(Collected data entries)
·····

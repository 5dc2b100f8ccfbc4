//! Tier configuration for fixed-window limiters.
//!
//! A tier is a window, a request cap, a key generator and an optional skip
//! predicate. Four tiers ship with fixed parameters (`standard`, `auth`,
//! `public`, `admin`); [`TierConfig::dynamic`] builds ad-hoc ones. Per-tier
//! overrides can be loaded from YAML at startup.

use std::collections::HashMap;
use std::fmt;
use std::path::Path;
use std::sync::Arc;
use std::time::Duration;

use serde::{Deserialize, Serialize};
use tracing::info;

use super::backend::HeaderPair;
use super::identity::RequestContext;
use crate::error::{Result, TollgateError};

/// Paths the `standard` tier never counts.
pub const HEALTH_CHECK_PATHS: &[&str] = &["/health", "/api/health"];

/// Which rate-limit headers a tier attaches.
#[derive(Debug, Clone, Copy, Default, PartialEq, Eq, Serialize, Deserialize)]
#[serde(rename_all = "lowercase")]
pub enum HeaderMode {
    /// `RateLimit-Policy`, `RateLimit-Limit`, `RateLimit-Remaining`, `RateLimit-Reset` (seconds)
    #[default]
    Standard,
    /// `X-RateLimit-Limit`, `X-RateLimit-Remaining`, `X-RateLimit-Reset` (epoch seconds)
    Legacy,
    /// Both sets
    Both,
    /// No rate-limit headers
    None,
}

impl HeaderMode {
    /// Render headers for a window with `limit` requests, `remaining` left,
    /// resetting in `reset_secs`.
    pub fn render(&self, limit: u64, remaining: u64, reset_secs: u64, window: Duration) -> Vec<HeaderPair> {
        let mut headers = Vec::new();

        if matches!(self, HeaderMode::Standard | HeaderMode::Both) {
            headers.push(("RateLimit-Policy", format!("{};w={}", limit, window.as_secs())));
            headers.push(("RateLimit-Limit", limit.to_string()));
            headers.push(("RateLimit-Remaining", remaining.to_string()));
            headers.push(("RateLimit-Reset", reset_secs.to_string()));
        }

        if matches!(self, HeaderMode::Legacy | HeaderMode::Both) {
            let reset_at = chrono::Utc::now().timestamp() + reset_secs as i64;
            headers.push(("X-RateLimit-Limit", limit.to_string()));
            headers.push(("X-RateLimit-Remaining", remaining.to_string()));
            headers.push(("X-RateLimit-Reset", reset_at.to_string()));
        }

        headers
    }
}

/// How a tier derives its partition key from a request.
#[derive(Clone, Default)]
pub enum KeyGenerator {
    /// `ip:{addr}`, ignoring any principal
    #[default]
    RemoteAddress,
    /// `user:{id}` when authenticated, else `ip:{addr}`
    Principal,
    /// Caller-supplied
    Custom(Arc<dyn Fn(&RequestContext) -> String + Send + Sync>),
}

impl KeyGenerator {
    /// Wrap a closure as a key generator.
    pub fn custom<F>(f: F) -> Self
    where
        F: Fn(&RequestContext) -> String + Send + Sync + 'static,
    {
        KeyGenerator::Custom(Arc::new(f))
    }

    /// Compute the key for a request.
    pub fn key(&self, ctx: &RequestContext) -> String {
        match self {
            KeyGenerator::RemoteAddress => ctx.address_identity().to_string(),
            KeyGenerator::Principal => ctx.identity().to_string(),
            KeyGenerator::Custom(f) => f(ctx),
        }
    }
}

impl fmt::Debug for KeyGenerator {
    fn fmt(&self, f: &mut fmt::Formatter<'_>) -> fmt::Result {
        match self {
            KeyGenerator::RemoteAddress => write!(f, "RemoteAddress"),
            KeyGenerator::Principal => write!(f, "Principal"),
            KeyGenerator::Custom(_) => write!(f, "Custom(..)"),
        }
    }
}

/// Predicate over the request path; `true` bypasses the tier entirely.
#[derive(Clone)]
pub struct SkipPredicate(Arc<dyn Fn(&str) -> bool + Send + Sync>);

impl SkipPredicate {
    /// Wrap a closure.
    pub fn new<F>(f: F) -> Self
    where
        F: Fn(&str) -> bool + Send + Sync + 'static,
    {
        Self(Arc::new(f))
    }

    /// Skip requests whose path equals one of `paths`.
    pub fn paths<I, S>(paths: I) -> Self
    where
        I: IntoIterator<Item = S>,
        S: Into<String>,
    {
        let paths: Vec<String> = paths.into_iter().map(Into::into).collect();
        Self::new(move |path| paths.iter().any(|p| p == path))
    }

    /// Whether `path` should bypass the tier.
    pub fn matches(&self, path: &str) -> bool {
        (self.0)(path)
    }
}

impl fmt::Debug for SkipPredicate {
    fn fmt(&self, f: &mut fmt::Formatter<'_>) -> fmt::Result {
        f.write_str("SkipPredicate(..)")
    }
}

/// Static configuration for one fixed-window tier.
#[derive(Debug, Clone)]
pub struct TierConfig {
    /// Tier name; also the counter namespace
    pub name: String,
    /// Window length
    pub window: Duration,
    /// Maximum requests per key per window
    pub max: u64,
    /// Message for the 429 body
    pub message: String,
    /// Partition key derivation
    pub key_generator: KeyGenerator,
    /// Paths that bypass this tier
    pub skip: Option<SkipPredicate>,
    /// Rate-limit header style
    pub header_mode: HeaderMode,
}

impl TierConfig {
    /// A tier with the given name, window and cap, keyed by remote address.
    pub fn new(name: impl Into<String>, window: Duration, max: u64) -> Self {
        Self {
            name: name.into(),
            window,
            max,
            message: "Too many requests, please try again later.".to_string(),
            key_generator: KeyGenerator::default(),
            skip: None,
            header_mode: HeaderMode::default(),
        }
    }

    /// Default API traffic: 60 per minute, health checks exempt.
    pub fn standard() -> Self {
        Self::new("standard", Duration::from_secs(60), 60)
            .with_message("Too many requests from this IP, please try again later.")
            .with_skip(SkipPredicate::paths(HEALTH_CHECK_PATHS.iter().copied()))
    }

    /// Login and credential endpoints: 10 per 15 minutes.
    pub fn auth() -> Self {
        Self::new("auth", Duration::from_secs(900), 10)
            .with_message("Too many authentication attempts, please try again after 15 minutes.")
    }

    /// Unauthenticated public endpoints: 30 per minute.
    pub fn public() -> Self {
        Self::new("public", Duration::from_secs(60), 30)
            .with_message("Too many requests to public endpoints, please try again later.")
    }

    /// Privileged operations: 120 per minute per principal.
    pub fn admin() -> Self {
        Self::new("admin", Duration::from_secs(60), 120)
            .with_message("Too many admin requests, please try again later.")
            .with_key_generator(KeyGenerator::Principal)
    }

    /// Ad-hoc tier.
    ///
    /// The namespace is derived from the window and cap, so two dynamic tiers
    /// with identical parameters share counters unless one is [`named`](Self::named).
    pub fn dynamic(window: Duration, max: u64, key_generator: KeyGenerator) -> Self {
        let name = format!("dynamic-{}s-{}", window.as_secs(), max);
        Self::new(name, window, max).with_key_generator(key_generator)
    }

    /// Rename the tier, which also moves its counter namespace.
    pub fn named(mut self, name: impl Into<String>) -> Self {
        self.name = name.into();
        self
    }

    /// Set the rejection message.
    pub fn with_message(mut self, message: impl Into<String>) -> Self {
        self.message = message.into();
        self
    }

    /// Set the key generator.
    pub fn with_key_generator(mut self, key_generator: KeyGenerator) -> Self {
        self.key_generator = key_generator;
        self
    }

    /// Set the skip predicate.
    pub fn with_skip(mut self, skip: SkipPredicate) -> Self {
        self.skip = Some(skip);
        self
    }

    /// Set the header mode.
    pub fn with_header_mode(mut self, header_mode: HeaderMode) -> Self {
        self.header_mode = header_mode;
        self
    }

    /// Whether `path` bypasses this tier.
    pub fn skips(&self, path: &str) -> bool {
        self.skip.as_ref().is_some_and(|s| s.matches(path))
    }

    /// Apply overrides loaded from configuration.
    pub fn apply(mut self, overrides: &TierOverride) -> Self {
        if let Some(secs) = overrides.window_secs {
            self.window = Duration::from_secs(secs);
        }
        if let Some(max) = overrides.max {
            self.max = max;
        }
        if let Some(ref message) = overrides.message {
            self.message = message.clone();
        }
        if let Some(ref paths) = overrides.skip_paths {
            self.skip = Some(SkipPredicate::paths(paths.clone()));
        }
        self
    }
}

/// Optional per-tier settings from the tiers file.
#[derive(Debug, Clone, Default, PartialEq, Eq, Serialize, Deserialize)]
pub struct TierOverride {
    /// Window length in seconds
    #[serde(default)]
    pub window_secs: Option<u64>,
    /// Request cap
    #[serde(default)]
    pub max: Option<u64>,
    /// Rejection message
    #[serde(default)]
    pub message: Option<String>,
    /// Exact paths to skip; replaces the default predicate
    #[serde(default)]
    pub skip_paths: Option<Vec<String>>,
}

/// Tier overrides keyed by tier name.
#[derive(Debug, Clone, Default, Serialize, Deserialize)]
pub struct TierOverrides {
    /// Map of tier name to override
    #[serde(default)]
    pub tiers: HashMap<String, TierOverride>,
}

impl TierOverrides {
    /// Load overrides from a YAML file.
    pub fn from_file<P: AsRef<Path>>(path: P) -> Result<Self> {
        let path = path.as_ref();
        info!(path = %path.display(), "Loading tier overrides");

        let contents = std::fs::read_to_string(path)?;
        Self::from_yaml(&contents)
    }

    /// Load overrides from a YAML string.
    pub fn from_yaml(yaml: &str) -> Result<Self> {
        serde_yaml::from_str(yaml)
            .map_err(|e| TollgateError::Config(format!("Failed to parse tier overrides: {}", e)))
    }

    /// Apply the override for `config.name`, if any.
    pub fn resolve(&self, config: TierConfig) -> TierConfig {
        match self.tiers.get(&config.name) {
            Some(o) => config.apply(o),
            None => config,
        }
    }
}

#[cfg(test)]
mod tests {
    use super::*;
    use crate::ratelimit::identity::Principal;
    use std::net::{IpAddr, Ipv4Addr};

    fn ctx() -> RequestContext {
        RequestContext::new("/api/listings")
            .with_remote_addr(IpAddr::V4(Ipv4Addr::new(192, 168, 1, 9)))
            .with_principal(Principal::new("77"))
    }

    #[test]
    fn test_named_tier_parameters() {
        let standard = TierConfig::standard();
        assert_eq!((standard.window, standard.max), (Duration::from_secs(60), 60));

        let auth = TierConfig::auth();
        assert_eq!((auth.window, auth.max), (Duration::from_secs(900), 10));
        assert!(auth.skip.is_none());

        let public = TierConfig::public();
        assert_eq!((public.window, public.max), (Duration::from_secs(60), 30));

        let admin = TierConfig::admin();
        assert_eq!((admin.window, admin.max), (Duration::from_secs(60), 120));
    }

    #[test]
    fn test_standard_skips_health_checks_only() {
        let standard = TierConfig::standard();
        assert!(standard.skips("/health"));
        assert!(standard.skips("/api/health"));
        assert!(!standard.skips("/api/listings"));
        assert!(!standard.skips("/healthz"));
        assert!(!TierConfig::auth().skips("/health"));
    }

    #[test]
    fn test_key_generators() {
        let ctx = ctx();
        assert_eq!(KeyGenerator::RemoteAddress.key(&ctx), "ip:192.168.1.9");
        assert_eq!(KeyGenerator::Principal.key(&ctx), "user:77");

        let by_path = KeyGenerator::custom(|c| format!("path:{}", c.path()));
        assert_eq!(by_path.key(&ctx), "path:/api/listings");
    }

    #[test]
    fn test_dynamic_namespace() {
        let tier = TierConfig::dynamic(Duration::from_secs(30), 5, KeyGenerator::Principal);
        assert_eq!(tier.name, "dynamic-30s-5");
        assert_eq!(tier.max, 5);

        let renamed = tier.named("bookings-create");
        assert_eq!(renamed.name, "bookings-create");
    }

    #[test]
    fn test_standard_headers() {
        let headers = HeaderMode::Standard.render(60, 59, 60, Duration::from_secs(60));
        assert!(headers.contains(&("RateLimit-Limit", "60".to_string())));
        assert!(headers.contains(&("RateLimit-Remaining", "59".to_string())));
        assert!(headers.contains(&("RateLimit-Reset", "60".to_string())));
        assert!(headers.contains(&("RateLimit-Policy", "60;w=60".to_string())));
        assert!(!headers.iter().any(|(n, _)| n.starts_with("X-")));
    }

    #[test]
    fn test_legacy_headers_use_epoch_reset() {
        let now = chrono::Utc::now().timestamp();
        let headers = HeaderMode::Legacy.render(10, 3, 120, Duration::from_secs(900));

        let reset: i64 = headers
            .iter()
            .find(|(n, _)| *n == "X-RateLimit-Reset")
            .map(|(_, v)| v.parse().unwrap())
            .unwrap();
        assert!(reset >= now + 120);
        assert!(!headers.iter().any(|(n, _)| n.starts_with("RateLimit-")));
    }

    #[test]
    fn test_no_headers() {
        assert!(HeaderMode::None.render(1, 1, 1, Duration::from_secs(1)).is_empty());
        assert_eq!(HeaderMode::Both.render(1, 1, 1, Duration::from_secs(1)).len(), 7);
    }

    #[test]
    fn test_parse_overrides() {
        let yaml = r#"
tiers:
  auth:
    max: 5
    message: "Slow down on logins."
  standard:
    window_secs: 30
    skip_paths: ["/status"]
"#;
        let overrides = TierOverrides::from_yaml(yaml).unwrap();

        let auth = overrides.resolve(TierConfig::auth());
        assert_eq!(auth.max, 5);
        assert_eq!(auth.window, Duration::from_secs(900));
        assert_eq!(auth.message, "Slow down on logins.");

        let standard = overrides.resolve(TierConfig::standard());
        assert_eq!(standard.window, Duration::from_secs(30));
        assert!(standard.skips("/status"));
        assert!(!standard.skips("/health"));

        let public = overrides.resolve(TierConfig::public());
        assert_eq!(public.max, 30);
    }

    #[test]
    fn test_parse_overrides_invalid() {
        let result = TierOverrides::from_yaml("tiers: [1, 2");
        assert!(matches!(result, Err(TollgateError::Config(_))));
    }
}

·····

EXERCISE REQUIREMENTS =>
Every line of the records that includes the word "timestamp" should be gathered.

FINISHED TASK =>
            let reset_at = chrono::Utc::now().timestamp() + reset_secs as i64;
        let now = chrono::Utc::now().timestamp();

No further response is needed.